* EXERCISE:
Copy the lines below exactly. Start at the first and finish with the line containing "in commune shape.".

# # # # #

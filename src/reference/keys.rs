//! Matching keys derived from normalized text.
//!
//! Reference records and resolver input go through the same functions here,
//! so both sides of every comparison are shaped identically.

use crate::normalize::{
    join_word_and_number, split_word_and_number, strip_administrative_words, trim_leading_zeros,
    HamletCode,
};

/// Commune name split for numeric-suffix pruning.
#[derive(Debug, Clone, Default, PartialEq, Eq)]
pub struct CommuneKey {
    /// Name without administrative words or trailing number; empty for a
    /// bare numbered unit ("phuong 7")
    pub word: String,
    /// Trailing number without leading zeros, empty when absent
    pub number: String,
    /// `word` length in characters
    pub word_len: usize,
}

impl CommuneKey {
    pub fn from_normalized(normalized: &str) -> Self {
        let stripped = strip_administrative_words(normalized);
        let (word, number) = if !stripped.is_empty() && stripped.bytes().all(|b| b.is_ascii_digit()) {
            (String::new(), trim_leading_zeros(&stripped).to_string())
        } else {
            split_word_and_number(&stripped)
        };
        let word_len = word.chars().count();
        Self {
            word,
            number,
            word_len,
        }
    }

    /// Word and number rejoined, as used in exact-match keys.
    pub fn full(&self) -> String {
        join_word_and_number(&self.word, &self.number)
    }

    /// The part compared by similarity: the word, or the number of a bare
    /// numbered unit.
    pub fn name(&self) -> &str {
        if self.word.is_empty() {
            &self.number
        } else {
            &self.word
        }
    }
}

/// Precomputed fields of one reference record in commune shape.
#[derive(Debug, Clone, Default, PartialEq, Eq)]
pub struct MatchKeys {
    pub commune: CommuneKey,
    pub district: String,
    pub province: String,
    pub new_commune: CommuneKey,
    pub new_province: String,
}

impl MatchKeys {
    pub fn from_normalized(
        old_commune: &str,
        old_district: &str,
        old_province: &str,
        new_commune: &str,
        new_province: &str,
    ) -> Self {
        Self {
            commune: CommuneKey::from_normalized(old_commune),
            district: strip_administrative_words(old_district),
            province: strip_administrative_words(old_province),
            new_commune: CommuneKey::from_normalized(new_commune),
            new_province: strip_administrative_words(new_province),
        }
    }
}

/// A hamlet reduced to its matching form.
///
/// Keyword-coded hamlets key on their standard spelling ("kp 2" and
/// "khu pho 02" both become "khu pho 2"); anything else keys on the text with
/// administrative words removed.
#[derive(Debug, Clone, Default, PartialEq, Eq)]
pub struct HamletKey {
    pub key: String,
    pub code: Option<HamletCode>,
}

impl HamletKey {
    pub fn from_normalized(normalized: &str) -> Self {
        match HamletCode::parse(normalized) {
            Some(code) => Self {
                key: format!("{} {}", code.keyword, code.value),
                code: Some(code),
            },
            None => Self {
                key: strip_administrative_words(normalized),
                code: None,
            },
        }
    }

    pub fn is_empty(&self) -> bool {
        self.key.is_empty()
    }
}

#[cfg(test)]
mod tests {
    use super::*;
    use crate::normalize::normalize;

    #[test]
    fn test_commune_key() {
        let key = CommuneKey::from_normalized(&normalize("Phường 07"));
        assert_eq!(key.word, "");
        assert_eq!(key.number, "7");
        assert_eq!(key.name(), "7");
        assert_eq!(key.full(), "7");

        let key = CommuneKey::from_normalized(&normalize("Xã"));
        assert_eq!(key.full(), "");

        let key = CommuneKey::from_normalized(&normalize("Xã An Phú 2"));
        assert_eq!(key.word, "an phu");
        assert_eq!(key.number, "2");
        assert_eq!(key.word_len, 6);
        assert_eq!(key.full(), "an phu 2");
    }

    #[test]
    fn test_match_keys_strip_unit_words() {
        let keys = MatchKeys::from_normalized(
            &normalize("Xã An Phú"),
            &normalize("Huyện Củ Chi"),
            &normalize("TP.HCM"),
            &normalize("Xã An Phú"),
            &normalize("Hồ Chí Minh"),
        );
        assert_eq!(keys.commune.full(), "an phu");
        assert_eq!(keys.district, "cu chi");
        assert_eq!(keys.province, "thanh pho ho chi minh");
        assert_eq!(keys.new_province, "ho chi minh");
    }

    #[test]
    fn test_hamlet_key_standard_spelling() {
        assert_eq!(HamletKey::from_normalized("kp 2").key, "khu pho 2");
        assert_eq!(HamletKey::from_normalized("khu pho 02").key, "khu pho 2");
        assert_eq!(HamletKey::from_normalized("ap binh loi").key, "ap binh loi");
        assert!(HamletKey::from_normalized("kp 2").code.is_some());
    }

    #[test]
    fn test_hamlet_key_without_keyword() {
        let key = HamletKey::from_normalized("binh loi");
        assert_eq!(key.key, "binh loi");
        assert_eq!(key.code, None);
        assert!(HamletKey::from_normalized("").is_empty());
    }
}
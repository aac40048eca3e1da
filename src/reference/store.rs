//! Shared, swappable reference data.
//!
//! The store holds the active [`ReferenceSnapshot`] behind a
//! `parking_lot::RwLock<Arc<_>>`. The lock is taken only to clone or replace
//! the `Arc`:
//!
//! - readers clone the `Arc` and then work lock-free on their own copy of the
//!   pointer, so a resolver keeps seeing the snapshot it started with
//! - a reload builds the new snapshot completely before taking the write
//!   lock, so nobody observes a half-built table set
//! - a failed reload leaves the active snapshot untouched

use super::snapshot::ReferenceSnapshot;
use super::table::RawTable;
use crate::config::MatchConfig;
use crate::error::SchemaError;
use crate::resolver::AddressResolver;
use parking_lot::RwLock;
use std::sync::atomic::{AtomicU64, Ordering};
use std::sync::Arc;
use tracing::{info, warn};

/// Owner of the active reference snapshot.
///
/// Cheap to clone; clones share the same active snapshot.
#[derive(Clone)]
pub struct ReferenceStore {
    active: Arc<RwLock<Arc<ReferenceSnapshot>>>,
    generation: Arc<AtomicU64>,
}

impl ReferenceStore {
    /// Wrap an already-built snapshot.
    pub fn new(snapshot: ReferenceSnapshot) -> Self {
        Self {
            active: Arc::new(RwLock::new(Arc::new(snapshot))),
            generation: Arc::new(AtomicU64::new(1)),
        }
    }

    /// Load the initial snapshot from both sheets.
    pub fn load(communes: &RawTable, hamlets: &RawTable) -> Result<Self, SchemaError> {
        Ok(Self::new(ReferenceSnapshot::load(communes, hamlets)?))
    }

    /// The active snapshot.
    ///
    /// Acquires a shared read lock for the duration of an `Arc` clone.
    pub fn snapshot(&self) -> Arc<ReferenceSnapshot> {
        self.active.read().clone()
    }

    /// Number of snapshots installed so far, starting at 1.
    pub fn generation(&self) -> u64 {
        self.generation.load(Ordering::Acquire)
    }

    /// Rebuild from new sheet contents and swap it in.
    ///
    /// On error the previous snapshot stays active and the error is returned.
    pub fn reload(
        &self,
        communes: &RawTable,
        hamlets: &RawTable,
    ) -> Result<Arc<ReferenceSnapshot>, SchemaError> {
        match ReferenceSnapshot::load(communes, hamlets) {
            Ok(snapshot) => Ok(self.replace(snapshot)),
            Err(err) => {
                warn!(error = %err, generation = self.generation(), "reload failed, keeping active snapshot");
                Err(err)
            }
        }
    }

    /// Install `snapshot`, returning it as the new active one.
    ///
    /// Acquires an exclusive write lock for the duration of a pointer swap.
    pub fn replace(&self, snapshot: ReferenceSnapshot) -> Arc<ReferenceSnapshot> {
        let snapshot = Arc::new(snapshot);
        {
            let mut active = self.active.write();
            *active = Arc::clone(&snapshot);
        }
        let generation = self.generation.fetch_add(1, Ordering::AcqRel) + 1;
        let stats = snapshot.stats();
        info!(
            generation,
            commune_records = stats.commune_records,
            hamlet_records = stats.hamlet_records,
            "reference snapshot swapped"
        );
        snapshot
    }

    /// A resolver bound to the snapshot active right now.
    pub fn resolver(&self, config: MatchConfig) -> AddressResolver {
        AddressResolver::new(self.snapshot(), config)
    }
}

impl Default for ReferenceStore {
    fn default() -> Self {
        Self::new(ReferenceSnapshot::default())
    }
}

impl std::fmt::Debug for ReferenceStore {
    fn fmt(&self, f: &mut std::fmt::Formatter<'_>) -> std::fmt::Result {
        f.debug_struct("ReferenceStore")
            .field("generation", &self.generation())
            .field("stats", &self.snapshot().stats())
            .finish()
    }
}

#[cfg(test)]
mod tests {
    use super::*;
    use std::thread;

    const COMMUNE_HEADERS: [&str; 5] = ["xacu", "huyencu", "tinhcu", "xamoi", "tinhmoi"];
    const HAMLET_HEADERS: [&str; 7] = ["apcu", "xacu", "huyencu", "tinhcu", "apmoi", "xamoi", "tinhmoi"];

    fn tables(rows: &[&[&str]]) -> (RawTable, RawTable) {
        (
            RawTable::from_slices(&COMMUNE_HEADERS, rows),
            RawTable::from_slices(&HAMLET_HEADERS, &[]),
        )
    }

    #[test]
    fn test_reload_swaps_snapshot() {
        let (communes, hamlets) = tables(&[&["An Phú", "Củ Chi", "HCM", "An Phú", "HCM"]]);
        let store = ReferenceStore::load(&communes, &hamlets).unwrap();
        let before = store.snapshot();
        assert_eq!(before.communes().len(), 1);
        assert_eq!(store.generation(), 1);

        let (communes, hamlets) = tables(&[
            &["An Phú", "Củ Chi", "HCM", "An Phú", "HCM"],
            &["Long Thới", "Nhà Bè", "HCM", "Nhà Bè", "HCM"],
        ]);
        store.reload(&communes, &hamlets).unwrap();

        assert_eq!(store.snapshot().communes().len(), 2);
        assert_eq!(store.generation(), 2);
        // holders of the old snapshot are unaffected
        assert_eq!(before.communes().len(), 1);
    }

    #[test]
    fn test_failed_reload_keeps_active_snapshot() {
        let (communes, hamlets) = tables(&[&["An Phú", "Củ Chi", "HCM", "An Phú", "HCM"]]);
        let store = ReferenceStore::load(&communes, &hamlets).unwrap();

        let broken = RawTable::from_slices(&["xacu"], &[&["Long Thới"]]);
        assert!(store.reload(&broken, &hamlets).is_err());

        assert_eq!(store.generation(), 1);
        assert_eq!(store.snapshot().communes()[0].old_commune, "An Phú");
    }

    #[test]
    fn test_concurrent_readers_see_whole_snapshots() {
        let store = ReferenceStore::default();
        let small = tables(&[&["A", "B", "C", "D", "E"]]);
        let large = tables(&[&["A", "B", "C", "D", "E"], &["F", "G", "H", "I", "J"]]);

        let readers: Vec<_> = (0..4)
            .map(|_| {
                let store = store.clone();
                thread::spawn(move || {
                    for _ in 0..200 {
                        let snapshot = store.snapshot();
                        let n = snapshot.communes().len();
                        assert_eq!(snapshot.communes_normalized().len(), n);
                        assert!(n <= 2);
                    }
                })
            })
            .collect();

        for i in 0..20 {
            let (communes, hamlets) = if i % 2 == 0 { &small } else { &large };
            store.reload(communes, hamlets).unwrap();
        }

        for reader in readers {
            reader.join().unwrap();
        }
        assert_eq!(store.generation(), 21);
    }
}
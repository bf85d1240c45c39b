//! Per-perspective accumulators.

use super::feature_transformer::FeatureTransformer;
use super::features::{active_features, feature_index};
use super::simd;
use crate::board::{Board, Color, Piece, Square};

/// Highest value a transformed feature can take
pub const TRANSFORMED_MAX: i16 = 127;

/// Feature transformer output for both perspectives.
///
/// Each half equals the transformer bias plus the weight rows of every active
/// feature of that perspective. Equal boards always give bit-identical
/// accumulators, whether built by [`FeatureTransformer::transform`] or by
/// incremental updates.
#[derive(Clone, Debug, PartialEq, Eq)]
pub struct Accumulator {
    /// Indexed by `Color::index()`
    values: [Vec<i16>; 2],
}

impl Accumulator {
    /// Accumulator holding only the biases (no active features).
    #[must_use]
    pub fn new(transformer: &FeatureTransformer) -> Self {
        let biases = transformer.biases().to_vec();
        Accumulator {
            values: [biases.clone(), biases],
        }
    }

    /// The half computed from `perspective`'s king.
    #[inline]
    #[must_use]
    pub fn perspective(&self, perspective: Color) -> &[i16] {
        &self.values[perspective.index()]
    }

    /// Recompute both halves from scratch.
    pub fn refresh(&mut self, transformer: &FeatureTransformer, board: &Board) {
        for perspective in Color::BOTH {
            self.refresh_perspective(transformer, board, perspective);
        }
    }

    /// Recompute one half from scratch; needed after that side's king moved.
    pub fn refresh_perspective(
        &mut self,
        transformer: &FeatureTransformer,
        board: &Board,
        perspective: Color,
    ) {
        let half = &mut self.values[perspective.index()];
        half.copy_from_slice(transformer.biases());
        for idx in active_features(board, perspective) {
            simd::add_row(half, transformer.row(idx));
        }
    }

    /// Account for `piece` of `color` having been placed on `sq`.
    ///
    /// `board` supplies the king squares. Returns `false` without touching the
    /// accumulator for kings: a king move changes every feature of its side,
    /// so the caller has to refresh instead.
    #[must_use]
    pub fn add_piece(
        &mut self,
        transformer: &FeatureTransformer,
        board: &Board,
        sq: Square,
        color: Color,
        piece: Piece,
    ) -> bool {
        self.apply(transformer, board, sq, color, piece, simd::add_row)
    }

    /// Account for `piece` of `color` having been removed from `sq`.
    ///
    /// Same king rule as [`Accumulator::add_piece`].
    #[must_use]
    pub fn remove_piece(
        &mut self,
        transformer: &FeatureTransformer,
        board: &Board,
        sq: Square,
        color: Color,
        piece: Piece,
    ) -> bool {
        self.apply(transformer, board, sq, color, piece, simd::sub_row)
    }

    fn apply(
        &mut self,
        transformer: &FeatureTransformer,
        board: &Board,
        sq: Square,
        color: Color,
        piece: Piece,
        update: fn(&mut [i16], &[i16]),
    ) -> bool {
        if piece == Piece::King {
            return false;
        }
        for perspective in Color::BOTH {
            let Some(king_sq) = board.king_square(perspective) else {
                continue;
            };
            if let Some(idx) = feature_index(perspective, king_sq, sq, color, piece) {
                update(&mut self.values[perspective.index()], transformer.row(idx));
            }
        }
        true
    }

    /// Network input: both halves clipped to `0..=127`, `side_to_move` first.
    #[must_use]
    pub fn transformed_features(&self, side_to_move: Color) -> Vec<u8> {
        let order = [side_to_move, side_to_move.opponent()];
        order
            .iter()
            .flat_map(|&perspective| self.perspective(perspective))
            .map(|&v| v.clamp(0, TRANSFORMED_MAX) as u8)
            .collect()
    }
}
//! Square types and utilities.

use std::fmt;
use std::str::FromStr;

#[cfg(feature = "serde")]
use serde::{Deserialize, Serialize};

use crate::board::error::SquareError;

/// A square on the chess board, represented as (rank, file).
#[derive(Clone, Copy, Debug, PartialEq, Eq, Hash)]
#[cfg_attr(feature = "serde", derive(Serialize, Deserialize))]
pub struct Square(pub usize, pub usize); // (rank, file)

impl Square {
    /// All 64 squares in index order (a1, b1, ..., h8)
    pub const ALL: [Square; 64] = {
        let mut squares = [Square(0, 0); 64];
        let mut idx = 0;
        while idx < 64 {
            squares[idx] = Square(idx / 8, idx % 8);
            idx += 1;
        }
        squares
    };

    /// Create a new square with bounds checking
    #[must_use]
    pub fn new(rank: usize, file: usize) -> Option<Self> {
        if rank < 8 && file < 8 {
            Some(Square(rank, file))
        } else {
            None
        }
    }

    /// Get the rank (0-7, where 0 = rank 1)
    #[inline]
    #[must_use]
    pub const fn rank(self) -> usize {
        self.0
    }

    /// Get the file (0-7, where 0 = file a)
    #[inline]
    #[must_use]
    pub const fn file(self) -> usize {
        self.1
    }

    /// Get the square's index (0-63, a1=0, b1=1, ..., h8=63)
    #[inline]
    #[must_use]
    pub const fn as_index(self) -> usize {
        self.0 * 8 + self.1
    }
}

impl fmt::Display for Square {
    fn fmt(&self, f: &mut fmt::Formatter<'_>) -> fmt::Result {
        write!(f, "{}{}", (self.1 as u8 + b'a') as char, self.0 + 1)
    }
}

impl PartialOrd for Square {
    fn partial_cmp(&self, other: &Self) -> Option<std::cmp::Ordering> {
        Some(self.cmp(other))
    }
}

impl Ord for Square {
    fn cmp(&self, other: &Self) -> std::cmp::Ordering {
        self.as_index().cmp(&other.as_index())
    }
}

impl FromStr for Square {
    type Err = SquareError;

    fn from_str(s: &str) -> Result<Self, Self::Err> {
        let invalid = || SquareError::InvalidNotation {
            notation: s.to_string(),
        };
        let bytes = s.as_bytes();
        if bytes.len() != 2 {
            return Err(invalid());
        }

        let file = match bytes[0] {
            b'a'..=b'h' => (bytes[0] - b'a') as usize,
            _ => return Err(invalid()),
        };
        let rank = match bytes[1] {
            b'1'..=b'8' => (bytes[1] - b'1') as usize,
            _ => return Err(invalid()),
        };

        Ok(Square(rank, file))
    }
}

#[cfg(test)]
mod tests {
    use super::*;

    #[test]
    fn test_all_is_in_index_order() {
        for (idx, sq) in Square::ALL.iter().enumerate() {
            assert_eq!(sq.as_index(), idx);
        }
    }

    #[test]
    fn test_new_checks_bounds() {
        assert_eq!(Square::new(7, 7), Some(Square(7, 7)));
        assert_eq!(Square::new(8, 0), None);
        assert_eq!(Square::new(0, 8), None);
    }

    #[test]
    fn test_parse_and_display() {
        let sq: Square = "e4".parse().unwrap();
        assert_eq!(sq, Square(3, 4));
        assert_eq!(sq.to_string(), "e4");
        assert!("i1".parse::<Square>().is_err());
        assert!("a9".parse::<Square>().is_err());
        assert!("e44".parse::<Square>().is_err());
    }
}
use std::fmt;
use std::str::FromStr;

use super::error::FenError;
use super::{Board, CastlingRights, Color, Piece, Square};

/// Standard starting position
pub const START_FEN: &str = "rnbqkbnr/pppppppp/8/8/8/8/PPPPPPPP/RNBQKBNR w KQkq - 0 1";

impl Board {
    /// Parse a board position from FEN notation.
    ///
    /// The first four fields are required; halfmove clock and fullmove number
    /// default to `0` and `1`. Parsing stops at the first violated rule, and the
    /// resulting board always has exactly one king per side.
    pub fn try_from_fen(fen: &str) -> Result<Self, FenError> {
        let parts: Vec<&str> = fen.split_whitespace().collect();

        if parts.len() < 4 {
            return Err(FenError::TooFewParts { found: parts.len() });
        }
        if parts.len() > 6 {
            return Err(FenError::TooManyParts { found: parts.len() });
        }

        let mut board = Board::empty();
        parse_placement(&mut board, parts[0])?;

        board.side_to_move = match parts[1] {
            "w" => Color::White,
            "b" => Color::Black,
            other => {
                return Err(FenError::InvalidSideToMove {
                    found: other.to_string(),
                })
            }
        };

        board.castling_rights = parse_castling(parts[2])?;

        board.en_passant_target = if parts[3] == "-" {
            None
        } else {
            match parts[3].parse::<Square>() {
                Ok(sq) if sq.rank() == 2 || sq.rank() == 5 => Some(sq),
                _ => {
                    return Err(FenError::InvalidEnPassant {
                        found: parts[3].to_string(),
                    })
                }
            }
        };

        if let Some(field) = parts.get(4) {
            board.halfmove_clock = field
                .parse()
                .map_err(|_| FenError::InvalidHalfmoveClock {
                    found: (*field).to_string(),
                })?;
        }

        if let Some(field) = parts.get(5) {
            board.fullmove_number = match field.parse::<u32>() {
                Ok(n) if n >= 1 => n,
                _ => {
                    return Err(FenError::InvalidFullmoveNumber {
                        found: (*field).to_string(),
                    })
                }
            };
        }

        Ok(board)
    }

    /// Convert the board position to FEN notation.
    #[must_use]
    pub fn to_fen(&self) -> String {
        let mut rows: Vec<String> = Vec::with_capacity(8);
        for rank in (0..8).rev() {
            let mut row = String::new();
            let mut empty = 0;
            for file in 0..8 {
                if let Some((color, piece)) = self.piece_at(Square(rank, file)) {
                    if empty > 0 {
                        row.push_str(&empty.to_string());
                        empty = 0;
                    }
                    row.push(piece.to_fen_char(color));
                } else {
                    empty += 1;
                }
            }
            if empty > 0 {
                row.push_str(&empty.to_string());
            }
            rows.push(row);
        }

        let ep = self
            .en_passant_target
            .map_or_else(|| "-".to_string(), |sq| sq.to_string());

        format!(
            "{} {} {} {} {} {}",
            rows.join("/"),
            self.side_to_move.to_fen_char(),
            self.castling_rights.to_fen(),
            ep,
            self.halfmove_clock,
            self.fullmove_number
        )
    }
}

fn parse_placement(board: &mut Board, placement: &str) -> Result<(), FenError> {
    let ranks: Vec<&str> = placement.split('/').collect();
    if ranks.len() != 8 {
        return Err(FenError::WrongRankCount { found: ranks.len() });
    }

    // FEN lists rank 8 first
    for (rank_idx, rank_str) in ranks.iter().enumerate() {
        let rank = 7 - rank_idx;
        let mut file = 0;
        for c in rank_str.chars() {
            match c {
                '1'..='8' => file += c as usize - '0' as usize,
                _ => {
                    let (color, piece) =
                        Piece::from_fen_char(c).ok_or(FenError::InvalidPiece { char: c })?;
                    if file < 8 {
                        board.set_piece(Square(rank, file), color, piece);
                    }
                    file += 1;
                }
            }
        }
        if file != 8 {
            return Err(FenError::WrongRankLength {
                rank: rank + 1,
                squares: file,
            });
        }
    }

    if let Some((color, count)) = board.king_count_violation() {
        return Err(FenError::KingCount { color, count });
    }
    Ok(())
}

fn parse_castling(field: &str) -> Result<CastlingRights, FenError> {
    let invalid = || FenError::InvalidCastling {
        found: field.to_string(),
    };
    if field == "-" {
        return Ok(CastlingRights::none());
    }

    let mut bits = 0u8;
    for c in field.chars() {
        let bit = CastlingRights::bit_for_fen_char(c).ok_or_else(invalid)?;
        if bits & bit != 0 {
            return Err(invalid());
        }
        bits |= bit;
    }
    Ok(CastlingRights::from_u8(bits))
}

impl FromStr for Board {
    type Err = FenError;

    fn from_str(s: &str) -> Result<Self, Self::Err> {
        Board::try_from_fen(s)
    }
}

impl fmt::Display for Board {
    fn fmt(&self, f: &mut fmt::Formatter<'_>) -> fmt::Result {
        f.write_str(&self.to_fen())
    }
}
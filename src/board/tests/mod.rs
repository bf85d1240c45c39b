//! Board module tests.
//!
//! - `strategies.rs` - proptest strategies for random positions (shared with the nnue tests)
//! - `fen_properties.rs` - FEN round-trip properties and serde checks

# # # # #

* EXERCISE SOLUTION:
filename src/reference/keys.rs
//! Matching keys derived from normalized text.
//!
//! Reference records and resolver input go through the same functions here,
//! so both sides of every comparison are shaped identically.

use crate::normalize::{
    join_word_and_number, split_word_and_number, strip_administrative_words, trim_leading_zeros,
    HamletCode,
};

/// Commune name split for numeric-suffix pruning.
#[derive(Debug, Clone, Default, PartialEq, Eq)]
pub struct CommuneKey {
    /// Name without administrative words or trailing number; empty for a
    /// bare numbered unit ("phuong 7")
    pub word: String,
    /// Trailing number without leading zeros, empty when absent
    pub number: String,
    /// `word` length in characters
    pub word_len: usize,
}

impl CommuneKey {
    pub fn from_normalized(normalized: &str) -> Self {
        let stripped = strip_administrative_words(normalized);
        let (word, number) = if !stripped.is_empty() && stripped.bytes().all(|b| b.is_ascii_digit()) {
            (String::new(), trim_leading_zeros(&stripped).to_string())
        } else {
            split_word_and_number(&stripped)
        };
        let word_len = word.chars().count();
        Self {
            word,
            number,
            word_len,
        }
    }

    /// Word and number rejoined, as used in exact-match keys.
    pub fn full(&self) -> String {
        join_word_and_number(&self.word, &self.number)
    }

    /// The part compared by similarity: the word, or the number of a bare
    /// numbered unit.
    pub fn name(&self) -> &str {
        if self.word.is_empty() {
            &self.number
        } else {
            &self.word
        }
    }
}

/// Precomputed fields of one reference record in commune shape.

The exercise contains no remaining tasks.